● **The problem**
Somewhere below are a line with "Convert crate messages" and a later line with "-> Result<String, RemoteCallError>". Output exactly those lines and all lines between them.

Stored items
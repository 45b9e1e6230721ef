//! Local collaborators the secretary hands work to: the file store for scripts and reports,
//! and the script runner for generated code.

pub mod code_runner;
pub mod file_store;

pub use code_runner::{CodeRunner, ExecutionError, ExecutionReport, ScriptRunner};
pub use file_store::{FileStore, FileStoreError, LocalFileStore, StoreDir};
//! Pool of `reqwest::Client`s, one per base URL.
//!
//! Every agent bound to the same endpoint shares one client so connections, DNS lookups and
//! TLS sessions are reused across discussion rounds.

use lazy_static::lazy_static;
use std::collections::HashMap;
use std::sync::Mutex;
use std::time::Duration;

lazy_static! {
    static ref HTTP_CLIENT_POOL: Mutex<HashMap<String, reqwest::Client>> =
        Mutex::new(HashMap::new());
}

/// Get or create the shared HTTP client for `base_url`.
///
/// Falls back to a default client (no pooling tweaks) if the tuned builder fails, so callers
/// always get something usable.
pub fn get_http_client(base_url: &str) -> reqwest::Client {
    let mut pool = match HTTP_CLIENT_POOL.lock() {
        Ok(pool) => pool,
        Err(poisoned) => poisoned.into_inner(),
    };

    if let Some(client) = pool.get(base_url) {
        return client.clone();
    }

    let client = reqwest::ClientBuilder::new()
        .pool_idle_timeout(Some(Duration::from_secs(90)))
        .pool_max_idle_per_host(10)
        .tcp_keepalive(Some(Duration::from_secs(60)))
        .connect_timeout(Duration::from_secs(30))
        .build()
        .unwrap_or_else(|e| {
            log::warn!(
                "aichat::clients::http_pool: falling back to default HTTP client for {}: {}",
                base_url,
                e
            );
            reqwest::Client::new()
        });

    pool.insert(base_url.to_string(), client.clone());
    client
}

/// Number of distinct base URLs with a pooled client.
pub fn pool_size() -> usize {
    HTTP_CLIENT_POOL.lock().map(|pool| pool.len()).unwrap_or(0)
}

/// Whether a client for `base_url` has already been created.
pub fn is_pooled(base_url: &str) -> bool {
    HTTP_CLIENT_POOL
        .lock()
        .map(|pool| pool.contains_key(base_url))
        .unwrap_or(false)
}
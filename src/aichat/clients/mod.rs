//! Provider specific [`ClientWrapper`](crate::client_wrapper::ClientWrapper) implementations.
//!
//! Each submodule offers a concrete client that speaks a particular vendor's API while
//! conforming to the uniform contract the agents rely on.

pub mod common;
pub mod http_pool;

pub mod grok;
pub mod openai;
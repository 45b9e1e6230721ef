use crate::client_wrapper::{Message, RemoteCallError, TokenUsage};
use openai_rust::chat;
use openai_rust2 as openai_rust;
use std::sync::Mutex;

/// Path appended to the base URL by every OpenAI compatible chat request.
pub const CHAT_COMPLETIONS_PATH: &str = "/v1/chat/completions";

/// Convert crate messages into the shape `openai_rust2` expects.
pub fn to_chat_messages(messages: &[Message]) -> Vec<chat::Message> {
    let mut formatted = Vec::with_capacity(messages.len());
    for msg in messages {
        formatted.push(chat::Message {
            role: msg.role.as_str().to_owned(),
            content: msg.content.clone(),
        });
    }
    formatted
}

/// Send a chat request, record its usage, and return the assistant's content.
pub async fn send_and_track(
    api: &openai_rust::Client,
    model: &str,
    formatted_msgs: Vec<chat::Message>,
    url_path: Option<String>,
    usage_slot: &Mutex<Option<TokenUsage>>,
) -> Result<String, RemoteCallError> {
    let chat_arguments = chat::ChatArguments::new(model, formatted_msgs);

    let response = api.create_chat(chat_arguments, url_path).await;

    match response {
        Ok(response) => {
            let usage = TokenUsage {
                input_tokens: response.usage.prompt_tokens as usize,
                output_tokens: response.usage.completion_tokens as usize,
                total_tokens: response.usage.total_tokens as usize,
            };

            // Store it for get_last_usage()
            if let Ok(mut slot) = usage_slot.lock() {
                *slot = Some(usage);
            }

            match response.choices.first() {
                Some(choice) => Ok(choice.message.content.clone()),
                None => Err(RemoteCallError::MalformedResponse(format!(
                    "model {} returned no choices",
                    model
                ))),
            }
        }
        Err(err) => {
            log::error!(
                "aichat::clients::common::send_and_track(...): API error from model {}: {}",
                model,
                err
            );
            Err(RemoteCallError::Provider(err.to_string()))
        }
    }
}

● **Answer area**
/// Convert crate messages into the shape `openai_rust2` expects.
pub fn to_chat_messages(messages: &[Message]) -> Vec<chat::Message> {
    let mut formatted = Vec::with_capacity(messages.len());
    for msg in messages {
        formatted.push(chat::Message {
            role: msg.role.as_str().to_owned(),
            content: msg.content.clone(),
        });
    }
    formatted
}

/// Send a chat request, record its usage, and return the assistant's content.
pub async fn send_and_track(
    api: &openai_rust::Client,
    model: &str,
    formatted_msgs: Vec<chat::Message>,
    url_path: Option<String>,
    usage_slot: &Mutex<Option<TokenUsage>>,
) -> Result<String, RemoteCallError> {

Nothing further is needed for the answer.